Per questa ragione, nonostante il caldo estivo, gli incontri informali e segretissimi fra sherpa di varia natura si sono fatti sempre più frequenti. Il 27 e 28 agosto la commissione Esteri del Parlamento svizzero deciderà il mandato da affidare all’Esecutivo per la trattativa. Si tratta di stabilire quali su quali punti negoziare e cosa esigere come contropartita. L’intesa dovrebbe arrivare a novembre, o al massimo all’inizio dell’anno prossimo.
Con ogni probabilità, l’accordo avrà la forma di un patto fra governi che i rispettivi parlamenti saranno poi chiamati a ratificare. E’ quindi verosimile che alla fine il Tesoro italiano non sarà in grado di incassare nemmeno un euro dalla nuova tassa prima del 2014.
Ma di quanti soldi stiamo parlando? Si stima che i capitali esportati ammontino a circa 160 miliardi di euro. Un calcolo preciso è tuttavia complicatissimo, considerando che i viaggetti oltreconfine con le valige piene di soldi sono una pratica vecchia come i sesterzi e ancora oggi non sono affatto passati di moda.
Quanto allo schema della tassazione da applicare, fortunatamente l’Italia non fa da apripista in questo campo. I modelli da seguire sono più d’uno. Sotto il pressing della comunità internazionale, la Svizzera ha già concluso accordi dello stesso tipo con Germania, Austria e Gran Bretagna. In tutti questi casi è previsto un prelievo di almeno il 25% come sanatoria per il passato. Ogni anno, inoltre, gli interessi maturati vengono colpiti da una tassa che varia a seconda della quantità di soldi stipati nel conto corrente e della longevità del conto stesso.

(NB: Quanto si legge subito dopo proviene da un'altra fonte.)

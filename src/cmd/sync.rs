// otto-rs: Guided git release assistant
//
// SPDX-FileCopyrightText: 2026 Romeo Ahmed
// SPDX-License-Identifier: GPL-3.0-or-later

//! Sync: pull the current branch from `origin` and fix its upstream.
//!
//! ```text
//! git fetch origin
//! git ls-remote --heads origin <branch>   empty --> "push first" notice
//! git pull origin <branch>
//! git branch --set-upstream-to=origin/<branch> <branch>   (lenient)
//! ```

use tracing::{debug, info};

use super::Session;
use crate::error::{OttoResult, Result};
use crate::git::{Git, REMOTE};
use crate::ui::{self, Spinner};

/// How a sync ended.
#[derive(Debug, Clone, PartialEq, Eq)]
enum SyncOutcome {
    Pulled,
    NoRemoteBranch,
}

/// Main handler for the sync command.
///
/// # Errors
///
/// Never fails; git errors are reported on screen.
pub fn run_sync_command(session: &Session<'_>) -> Result<()> {
    if !session.require_repository() {
        return Ok(());
    }
    let current = session.git.current_branch();
    let Some(branch) = current.name() else {
        ui::note("ℹ Info", &format!("Not on a branch ({current}), nothing to sync."));
        return Ok(());
    };

    let spinner = Spinner::start("📡 Fetching origin...");
    match sync_branch(&session.git, branch, &spinner) {
        Ok(SyncOutcome::Pulled) => {
            info!(%branch, "synced");
            spinner.stop("✔ Sync Complete");
        }
        Ok(SyncOutcome::NoRemoteBranch) => {
            spinner.stop("⚠ No remote branch");
            ui::note(
                "ℹ Info",
                &format!(
                    "Branch '{REMOTE}/{branch}' does not exist.\nPush your branch first to enable syncing."
                ),
            );
        }
        Err(err) => {
            spinner.stop("✖ Sync Failed");
            ui::note("Git Error", &err.user_message());
        }
    }
    Ok(())
}

fn sync_branch(git: &Git, branch: &str, spinner: &Spinner) -> OttoResult<SyncOutcome> {
    git.fetch_remote()?;
    if !git.remote_branch_exists(branch)? {
        return Ok(SyncOutcome::NoRemoteBranch);
    }

    spinner.message(format!("🔄 Pulling {REMOTE}/{branch}..."));
    git.pull(branch)?;

    if let Err(err) = git.set_upstream(branch) {
        debug!(error = %err, "could not set upstream");
    }
    Ok(SyncOutcome::Pulled)
}
fn stored(path: &std::path::Path) -> serde_json::Value {
    serde_json::from_str(&std::fs::read_to_string(path).unwrap()).unwrap()
}

#[test]
fn test_settings_updates_webhook_and_reloads() {
    let dir = tempfile::tempdir().unwrap();
    let path = dir.path().join("otto").join("config.json");
    let runner = repo_runner();
    let mut prompt = ScriptedPrompt::new([
        select("Google Sheets"),
        input("https://script.google.com/macros/s/abc/exec"),
        select("Back"),
    ]);
    let mut session = settings_session(&runner, &mut prompt, &path);

    settings::run_settings_command(&mut session).unwrap();

    assert_eq!(
        stored(&path)["sheet_webhook_url"],
        "https://script.google.com/macros/s/abc/exec"
    );
    if std::env::var_os(SettingKey::SheetWebhookUrl.env_var()).is_none() {
        assert!(session.config.has_telemetry());
    }
}

#[test]
fn test_settings_cancelled_input_returns_to_menu() {
    let dir = tempfile::tempdir().unwrap();
    let path = dir.path().join("config.json");
    let runner = repo_runner();
    let mut prompt = ScriptedPrompt::new([select("OpenAI"), Answer::Cancel, Answer::Cancel]);
    let mut session = settings_session(&runner, &mut prompt, &path);

    settings::run_settings_command(&mut session).unwrap();
    assert!(!path.exists());
    assert_eq!(prompt.asked.len(), 3);
}

#[test]
fn test_ensure_config_skips_existing_settings() {
    let dir = tempfile::tempdir().unwrap();
    let path = dir.path().join("config.json");
    std::fs::write(&path, "{}").unwrap();
    let runner = repo_runner();
    let mut prompt = no_answers();
    let mut session = settings_session(&runner, &mut prompt, &path);

    assert_eq!(settings::ensure_config(&mut session).unwrap(), Outcome::Continue);
    assert!(prompt.asked.is_empty());
}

Sono le stesse banche elvetiche a fare la parte degli esattori, smistando poi i soldi dovuti ai vari governi. In cambio gli istituti di credito sono riusciti a preservare l’anonimato dei propri clienti. Questa è una prerogativa per loro assolutamente irrinunciabile: il rischio è di perdere ogni appeal agli occhi dei facoltosi risparmiatori esteri. Gli unici che finora sono riusciti a mettere in discussione perfino questo punto sono gli Stati Uniti.
In piena campagna elettorale, l’amministrazione Obama ha minacciato di sanzionare le banche svizzere se non avessero iniziato a collaborare in termini di scambio d’informazioni. Ha funzionato. Sulla tassazione c’è ancora da discutere, ma gli istituti elvetici hanno garantito che renderanno noti gli estremi dei propri clienti americani, a patto che siano loro stessi a consentirlo. Ma per i più timidi la vita non sarà semplice, visto che saranno puniti dagli Usa con un’ammenda pari al 30% di tutti i pagamenti in partenza dagli States.
E’ evidente che l’Italia non può avere lo stesso peso contrattuale di Washington. Quello riservato al nostro Paese sarà quindi un trattamento molto meno riguardoso. In cambio del via libera alla tassazione, ad esempio, Pierre Rusconi - membro del partito conservatore svizzero Udc - chiede che le società e gli istituti elvetici (“vittime di assurde discriminazioni”, sic!) vengano depennati dalle black list italiane, perché “non si può sospettare che dietro ogni attività lecita ci sia un tentativo di riciclaggio”. Chissà come nascono certi sospetti.